_Source records_:
════

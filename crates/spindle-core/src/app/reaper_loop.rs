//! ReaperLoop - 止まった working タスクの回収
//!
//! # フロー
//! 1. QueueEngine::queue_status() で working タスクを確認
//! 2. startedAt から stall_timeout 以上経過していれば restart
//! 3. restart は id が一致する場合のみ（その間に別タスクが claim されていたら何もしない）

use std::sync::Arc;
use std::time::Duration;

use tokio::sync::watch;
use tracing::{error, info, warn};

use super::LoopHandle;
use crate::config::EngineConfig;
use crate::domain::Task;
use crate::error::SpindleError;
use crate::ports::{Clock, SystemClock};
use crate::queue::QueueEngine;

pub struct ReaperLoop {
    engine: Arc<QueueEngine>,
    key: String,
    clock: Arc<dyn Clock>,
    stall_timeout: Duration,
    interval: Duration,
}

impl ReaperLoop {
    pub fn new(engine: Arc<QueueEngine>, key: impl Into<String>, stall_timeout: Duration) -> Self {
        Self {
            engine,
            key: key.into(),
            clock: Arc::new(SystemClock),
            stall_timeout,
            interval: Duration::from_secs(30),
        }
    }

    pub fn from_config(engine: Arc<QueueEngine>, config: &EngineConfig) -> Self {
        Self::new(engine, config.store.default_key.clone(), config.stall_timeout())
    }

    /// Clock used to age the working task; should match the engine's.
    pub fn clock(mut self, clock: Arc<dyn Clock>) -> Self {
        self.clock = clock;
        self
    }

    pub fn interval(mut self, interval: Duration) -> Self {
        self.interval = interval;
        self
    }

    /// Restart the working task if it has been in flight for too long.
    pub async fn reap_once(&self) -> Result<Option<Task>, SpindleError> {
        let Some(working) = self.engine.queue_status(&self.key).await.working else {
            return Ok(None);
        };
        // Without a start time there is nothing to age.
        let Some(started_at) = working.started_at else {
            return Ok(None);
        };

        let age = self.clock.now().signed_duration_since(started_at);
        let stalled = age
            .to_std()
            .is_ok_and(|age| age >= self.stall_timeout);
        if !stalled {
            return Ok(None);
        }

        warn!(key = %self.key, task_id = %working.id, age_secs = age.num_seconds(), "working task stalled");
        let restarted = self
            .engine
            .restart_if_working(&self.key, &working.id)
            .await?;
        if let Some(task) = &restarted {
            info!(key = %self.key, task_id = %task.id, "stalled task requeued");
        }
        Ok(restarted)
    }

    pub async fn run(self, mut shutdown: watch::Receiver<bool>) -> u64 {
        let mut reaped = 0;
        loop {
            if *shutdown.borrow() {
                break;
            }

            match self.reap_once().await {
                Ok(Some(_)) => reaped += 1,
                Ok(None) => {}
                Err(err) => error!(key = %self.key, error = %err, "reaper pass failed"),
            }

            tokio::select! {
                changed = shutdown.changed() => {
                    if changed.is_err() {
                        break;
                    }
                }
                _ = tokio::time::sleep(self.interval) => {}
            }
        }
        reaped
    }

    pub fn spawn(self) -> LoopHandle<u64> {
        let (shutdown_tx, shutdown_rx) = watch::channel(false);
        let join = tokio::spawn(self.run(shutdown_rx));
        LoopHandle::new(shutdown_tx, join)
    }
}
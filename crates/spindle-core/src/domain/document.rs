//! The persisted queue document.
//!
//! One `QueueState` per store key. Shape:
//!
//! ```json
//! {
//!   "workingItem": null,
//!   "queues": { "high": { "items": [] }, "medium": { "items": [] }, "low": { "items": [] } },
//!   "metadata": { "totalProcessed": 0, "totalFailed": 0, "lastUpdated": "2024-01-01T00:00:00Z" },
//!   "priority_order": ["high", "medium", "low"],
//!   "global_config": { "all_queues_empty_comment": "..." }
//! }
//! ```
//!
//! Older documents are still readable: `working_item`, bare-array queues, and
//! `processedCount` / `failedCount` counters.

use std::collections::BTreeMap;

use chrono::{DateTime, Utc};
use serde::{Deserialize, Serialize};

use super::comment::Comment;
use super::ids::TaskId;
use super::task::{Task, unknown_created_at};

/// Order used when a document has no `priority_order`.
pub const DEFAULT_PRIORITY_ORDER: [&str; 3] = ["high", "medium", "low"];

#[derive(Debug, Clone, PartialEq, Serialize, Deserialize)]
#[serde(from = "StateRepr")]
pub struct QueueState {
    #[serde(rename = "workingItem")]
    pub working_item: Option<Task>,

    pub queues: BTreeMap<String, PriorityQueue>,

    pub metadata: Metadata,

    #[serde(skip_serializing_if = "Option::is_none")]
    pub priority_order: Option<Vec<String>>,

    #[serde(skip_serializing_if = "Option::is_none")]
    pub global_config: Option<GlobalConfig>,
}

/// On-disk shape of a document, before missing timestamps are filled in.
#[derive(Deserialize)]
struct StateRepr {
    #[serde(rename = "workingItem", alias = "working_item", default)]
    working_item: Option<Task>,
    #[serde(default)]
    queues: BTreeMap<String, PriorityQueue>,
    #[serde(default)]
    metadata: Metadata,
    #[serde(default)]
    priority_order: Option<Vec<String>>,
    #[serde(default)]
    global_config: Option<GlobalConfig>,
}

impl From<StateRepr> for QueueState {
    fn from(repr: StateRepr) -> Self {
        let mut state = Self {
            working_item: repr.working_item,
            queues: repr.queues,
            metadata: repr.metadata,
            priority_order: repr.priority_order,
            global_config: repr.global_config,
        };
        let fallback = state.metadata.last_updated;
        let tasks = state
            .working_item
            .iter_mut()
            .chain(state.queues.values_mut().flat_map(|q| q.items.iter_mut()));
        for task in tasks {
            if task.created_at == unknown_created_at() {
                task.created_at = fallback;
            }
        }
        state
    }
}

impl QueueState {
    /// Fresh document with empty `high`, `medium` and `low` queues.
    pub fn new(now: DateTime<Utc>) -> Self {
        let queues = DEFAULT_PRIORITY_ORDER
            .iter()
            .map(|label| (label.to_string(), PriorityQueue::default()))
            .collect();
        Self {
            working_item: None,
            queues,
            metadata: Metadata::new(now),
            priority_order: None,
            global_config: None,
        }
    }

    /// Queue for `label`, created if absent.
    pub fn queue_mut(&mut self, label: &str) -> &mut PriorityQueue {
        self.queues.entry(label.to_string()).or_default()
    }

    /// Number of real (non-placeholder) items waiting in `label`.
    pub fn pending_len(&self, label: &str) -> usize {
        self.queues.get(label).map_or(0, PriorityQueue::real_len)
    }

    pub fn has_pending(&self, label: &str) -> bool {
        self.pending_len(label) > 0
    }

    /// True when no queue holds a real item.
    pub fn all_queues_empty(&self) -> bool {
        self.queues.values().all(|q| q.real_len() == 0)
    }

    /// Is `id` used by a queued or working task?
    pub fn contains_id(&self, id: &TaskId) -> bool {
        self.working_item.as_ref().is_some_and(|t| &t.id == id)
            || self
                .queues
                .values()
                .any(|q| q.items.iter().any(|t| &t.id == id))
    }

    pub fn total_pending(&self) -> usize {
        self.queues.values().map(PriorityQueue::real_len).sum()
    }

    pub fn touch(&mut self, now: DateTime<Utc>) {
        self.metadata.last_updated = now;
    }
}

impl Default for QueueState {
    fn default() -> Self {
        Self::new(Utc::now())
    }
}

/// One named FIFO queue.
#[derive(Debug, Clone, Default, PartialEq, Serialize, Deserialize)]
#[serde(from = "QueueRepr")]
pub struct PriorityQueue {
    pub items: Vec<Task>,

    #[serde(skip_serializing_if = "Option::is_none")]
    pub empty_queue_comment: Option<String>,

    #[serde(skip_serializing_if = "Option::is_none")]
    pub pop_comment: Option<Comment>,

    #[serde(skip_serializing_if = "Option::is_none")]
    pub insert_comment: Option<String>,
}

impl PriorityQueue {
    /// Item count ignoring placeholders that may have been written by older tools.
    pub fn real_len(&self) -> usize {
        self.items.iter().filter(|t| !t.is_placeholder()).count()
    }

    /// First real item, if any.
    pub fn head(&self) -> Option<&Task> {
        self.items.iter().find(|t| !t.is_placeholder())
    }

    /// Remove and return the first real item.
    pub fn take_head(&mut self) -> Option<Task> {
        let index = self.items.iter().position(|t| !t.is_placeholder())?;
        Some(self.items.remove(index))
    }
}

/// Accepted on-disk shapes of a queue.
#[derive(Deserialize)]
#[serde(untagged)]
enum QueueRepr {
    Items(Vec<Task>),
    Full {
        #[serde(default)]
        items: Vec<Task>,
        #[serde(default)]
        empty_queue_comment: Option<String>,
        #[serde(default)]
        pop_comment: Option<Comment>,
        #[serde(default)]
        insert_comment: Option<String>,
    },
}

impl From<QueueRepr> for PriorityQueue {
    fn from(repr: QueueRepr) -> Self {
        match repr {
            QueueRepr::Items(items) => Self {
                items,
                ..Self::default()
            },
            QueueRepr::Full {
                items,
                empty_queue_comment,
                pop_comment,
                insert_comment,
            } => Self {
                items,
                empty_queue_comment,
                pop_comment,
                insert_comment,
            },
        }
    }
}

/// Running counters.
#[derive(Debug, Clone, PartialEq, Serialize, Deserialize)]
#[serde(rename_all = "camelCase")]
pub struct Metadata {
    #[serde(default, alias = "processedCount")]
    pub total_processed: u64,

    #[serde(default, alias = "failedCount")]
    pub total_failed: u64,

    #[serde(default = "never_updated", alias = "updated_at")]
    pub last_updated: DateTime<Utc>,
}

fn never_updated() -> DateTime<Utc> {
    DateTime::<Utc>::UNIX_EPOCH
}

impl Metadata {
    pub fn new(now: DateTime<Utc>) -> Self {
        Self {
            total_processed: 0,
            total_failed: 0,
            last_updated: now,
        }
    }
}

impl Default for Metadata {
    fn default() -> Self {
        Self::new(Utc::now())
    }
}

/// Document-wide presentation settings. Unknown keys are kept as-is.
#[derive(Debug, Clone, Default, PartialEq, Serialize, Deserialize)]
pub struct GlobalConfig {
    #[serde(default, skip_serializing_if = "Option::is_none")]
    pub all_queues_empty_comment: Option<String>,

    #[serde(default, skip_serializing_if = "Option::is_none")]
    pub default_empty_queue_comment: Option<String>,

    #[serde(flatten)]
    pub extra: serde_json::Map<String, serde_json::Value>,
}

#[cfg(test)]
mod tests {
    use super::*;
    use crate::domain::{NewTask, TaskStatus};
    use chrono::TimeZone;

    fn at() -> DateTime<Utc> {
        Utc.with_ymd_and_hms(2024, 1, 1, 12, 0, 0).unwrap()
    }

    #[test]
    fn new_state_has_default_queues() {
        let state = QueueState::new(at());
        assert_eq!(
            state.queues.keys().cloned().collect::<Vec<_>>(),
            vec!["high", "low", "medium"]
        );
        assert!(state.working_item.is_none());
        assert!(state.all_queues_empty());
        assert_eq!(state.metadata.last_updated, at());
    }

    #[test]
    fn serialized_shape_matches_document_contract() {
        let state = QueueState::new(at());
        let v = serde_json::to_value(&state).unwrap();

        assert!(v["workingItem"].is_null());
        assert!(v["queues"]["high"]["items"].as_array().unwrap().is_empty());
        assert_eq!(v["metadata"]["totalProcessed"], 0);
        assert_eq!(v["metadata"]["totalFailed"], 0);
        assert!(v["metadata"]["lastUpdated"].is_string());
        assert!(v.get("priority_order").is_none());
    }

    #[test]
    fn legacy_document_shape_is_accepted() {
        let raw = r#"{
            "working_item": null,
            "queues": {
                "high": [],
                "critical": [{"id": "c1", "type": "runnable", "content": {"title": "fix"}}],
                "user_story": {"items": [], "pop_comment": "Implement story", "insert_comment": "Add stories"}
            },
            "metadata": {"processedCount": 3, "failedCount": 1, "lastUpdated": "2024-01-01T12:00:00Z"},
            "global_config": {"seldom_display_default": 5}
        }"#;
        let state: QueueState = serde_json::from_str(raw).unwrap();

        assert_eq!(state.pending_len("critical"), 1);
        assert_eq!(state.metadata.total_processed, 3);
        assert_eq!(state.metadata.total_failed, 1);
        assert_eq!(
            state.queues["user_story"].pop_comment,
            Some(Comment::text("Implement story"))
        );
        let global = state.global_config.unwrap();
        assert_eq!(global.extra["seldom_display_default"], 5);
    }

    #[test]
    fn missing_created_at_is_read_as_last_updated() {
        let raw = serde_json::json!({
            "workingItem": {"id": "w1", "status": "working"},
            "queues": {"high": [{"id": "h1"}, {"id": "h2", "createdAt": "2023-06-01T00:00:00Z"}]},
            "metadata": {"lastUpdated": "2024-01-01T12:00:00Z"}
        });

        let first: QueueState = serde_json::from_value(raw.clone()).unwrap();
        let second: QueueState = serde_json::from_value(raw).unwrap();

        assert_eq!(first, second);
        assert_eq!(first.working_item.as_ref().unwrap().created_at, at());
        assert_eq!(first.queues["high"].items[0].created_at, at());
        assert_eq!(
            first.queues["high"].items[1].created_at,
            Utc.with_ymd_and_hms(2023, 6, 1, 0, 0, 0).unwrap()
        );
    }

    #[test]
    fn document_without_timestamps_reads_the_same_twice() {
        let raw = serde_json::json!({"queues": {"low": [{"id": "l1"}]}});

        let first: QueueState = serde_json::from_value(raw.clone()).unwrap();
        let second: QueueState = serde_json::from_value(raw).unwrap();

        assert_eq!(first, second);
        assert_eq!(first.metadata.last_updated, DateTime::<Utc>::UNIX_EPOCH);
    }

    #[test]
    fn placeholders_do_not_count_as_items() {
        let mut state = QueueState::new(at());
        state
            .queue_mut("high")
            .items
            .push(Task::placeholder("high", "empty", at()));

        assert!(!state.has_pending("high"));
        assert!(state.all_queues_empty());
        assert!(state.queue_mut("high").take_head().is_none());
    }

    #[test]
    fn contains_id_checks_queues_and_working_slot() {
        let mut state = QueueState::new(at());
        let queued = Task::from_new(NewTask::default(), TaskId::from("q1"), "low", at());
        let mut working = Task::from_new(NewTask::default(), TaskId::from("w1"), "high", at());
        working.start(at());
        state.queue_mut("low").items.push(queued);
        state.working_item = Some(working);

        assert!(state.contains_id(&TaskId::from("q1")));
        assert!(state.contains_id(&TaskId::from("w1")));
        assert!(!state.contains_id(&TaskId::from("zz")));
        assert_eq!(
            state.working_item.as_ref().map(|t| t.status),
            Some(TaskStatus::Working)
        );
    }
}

════

_Work instructions_: Reply with one number, the count of lines in the entries that hold the string "core".

_Output of the exercise_: 2